▶ _ASSIGNED TASK_:
Write the listing out once more, with every line exactly as it stands.

────────

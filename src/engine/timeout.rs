//! Timeout monitor (§4.5).
//!
//! Grounded on the Design Notes' (§9) "task + join" mapping for the
//! source's `setInterval`-based timer: a `tokio::time::interval` loop
//! polling at a fixed cadence, selected against a `tokio::sync::watch`
//! stop signal so manual stop and timeout share one cancellation
//! mechanism, generalized from the `tokio::sync::{mpsc, RwLock}`
//! event-forwarding idiom in the teacher's orchestrator services.

use std::time::{Duration, Instant};

use tokio::sync::watch;
use tokio::time::interval;

const POLL_CADENCE: Duration = Duration::from_millis(500);

/// Why the monitor fired, if it did.
#[derive(Debug, Clone, Copy, PartialEq, Eq)]
pub enum TimeoutKind {
    Iteration,
    Inactivity,
}

/// Bounds for one wave. `None` disables that bound.
#[derive(Debug, Clone, Copy)]
pub struct TimeoutBounds {
    pub iteration: Option<Duration>,
    pub inactivity: Option<Duration>,
}

impl TimeoutBounds {
    pub fn from_secs(iteration_sec: Option<u64>, inactivity_sec: Option<u64>) -> Self {
        Self {
            iteration: iteration_sec.filter(|s| *s > 0).map(Duration::from_secs),
            inactivity: inactivity_sec.filter(|s| *s > 0).map(Duration::from_secs),
        }
    }
}

/// Polls a set of per-worker idle durations against the configured bounds
/// and signals `fired` the first time either one trips.
pub struct TimeoutMonitor {
    bounds: TimeoutBounds,
    started_at: Instant,
    fired_tx: watch::Sender<Option<TimeoutKind>>,
}

impl TimeoutMonitor {
    pub fn new(bounds: TimeoutBounds) -> Self {
        let (fired_tx, _rx) = watch::channel(None);
        Self {
            bounds,
            started_at: Instant::now(),
            fired_tx,
        }
    }

    pub fn subscribe(&self) -> watch::Receiver<Option<TimeoutKind>> {
        self.fired_tx.subscribe()
    }

    /// Runs until it fires or `stop` resolves. `idle_probe` returns the
    /// longest any still-running worker has gone without output.
    pub async fn run<F>(&self, mut stop: watch::Receiver<bool>, idle_probe: F)
    where
        F: Fn() -> Option<Duration>,
    {
        let mut ticker = interval(POLL_CADENCE);
        loop {
            tokio::select! {
                _ = ticker.tick() => {
                    if let Some(bound) = self.bounds.iteration {
                        if self.started_at.elapsed() >= bound {
                            let _ = self.fired_tx.send(Some(TimeoutKind::Iteration));
                            return;
                        }
                    }
                    if let Some(bound) = self.bounds.inactivity {
                        if let Some(idle) = idle_probe() {
                            if idle >= bound {
                                let _ = self.fired_tx.send(Some(TimeoutKind::Inactivity));
                                return;
                            }
                        }
                    }
                }
                changed = stop.changed() => {
                    if changed.is_err() || *stop.borrow() {
                        return;
                    }
                }
            }
        }
    }
}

────────

▶ _OUTPUT_:
filename src/engine/timeout.rs
//! Timeout monitor (§4.5).
//!
//! Grounded on the Design Notes' (§9) "task + join" mapping for the
//! source's `setInterval`-based timer: a `tokio::time::interval` loop
//! polling at a fixed cadence, selected against a `tokio::sync::watch`
//! stop signal so manual stop and timeout share one cancellation
//! mechanism, generalized from the `tokio::sync::{mpsc, RwLock}`
//! event-forwarding idiom in the teacher's orchestrator services.

use std::time::{Duration, Instant};

use tokio::sync::watch;
use tokio::time::interval;

const POLL_CADENCE: Duration = Duration::from_millis(500);

/// Why the monitor fired, if it did.
#[derive(Debug, Clone, Copy, PartialEq, Eq)]
pub enum TimeoutKind {
    Iteration,
    Inactivity,
}

/// Bounds for one wave. `None` disables that bound.
#[derive(Debug, Clone, Copy)]
pub struct TimeoutBounds {
    pub iteration: Option<Duration>,
    pub inactivity: Option<Duration>,
}

impl TimeoutBounds {
    pub fn from_secs(iteration_sec: Option<u64>, inactivity_sec: Option<u64>) -> Self {
        Self {
            iteration: iteration_sec.filter(|s| *s > 0).map(Duration::from_secs),
            inactivity: inactivity_sec.filter(|s| *s > 0).map(Duration::from_secs),
        }
    }
}

/// Polls a set of per-worker idle durations against the configured bounds
/// and signals `fired` the first time either one trips.
pub struct TimeoutMonitor {
    bounds: TimeoutBounds,
    started_at: Instant,
    fired_tx: watch::Sender<Option<TimeoutKind>>,
}

impl TimeoutMonitor {
    pub fn new(bounds: TimeoutBounds) -> Self {
        let (fired_tx, _rx) = watch::channel(None);
        Self {
            bounds,
            started_at: Instant::now(),
            fired_tx,
        }
    }

    pub fn subscribe(&self) -> watch::Receiver<Option<TimeoutKind>> {
        self.fired_tx.subscribe()
    }

    /// Runs until it fires or `stop` resolves. `idle_probe` returns the
    /// longest any still-running worker has gone without output.
    pub async fn run<F>(&self, mut stop: watch::Receiver<bool>, idle_probe: F)
    where
        F: Fn() -> Option<Duration>,
    {
        let mut ticker = interval(POLL_CADENCE);
        loop {
            tokio::select! {
                _ = ticker.tick() => {
                    if let Some(bound) = self.bounds.iteration {
                        if self.started_at.elapsed() >= bound {
                            let _ = self.fired_tx.send(Some(TimeoutKind::Iteration));
                            return;
                        }
                    }
                    if let Some(bound) = self.bounds.inactivity {
                        if let Some(idle) = idle_probe() {
                            if idle >= bound {
                                let _ = self.fired_tx.send(Some(TimeoutKind::Inactivity));
                                return;
                            }
                        }
                    }
                }
                changed = stop.changed() => {
                    if changed.is_err() || *stop.borrow() {
                        return;
                    }
                }
            }
        }
    }
}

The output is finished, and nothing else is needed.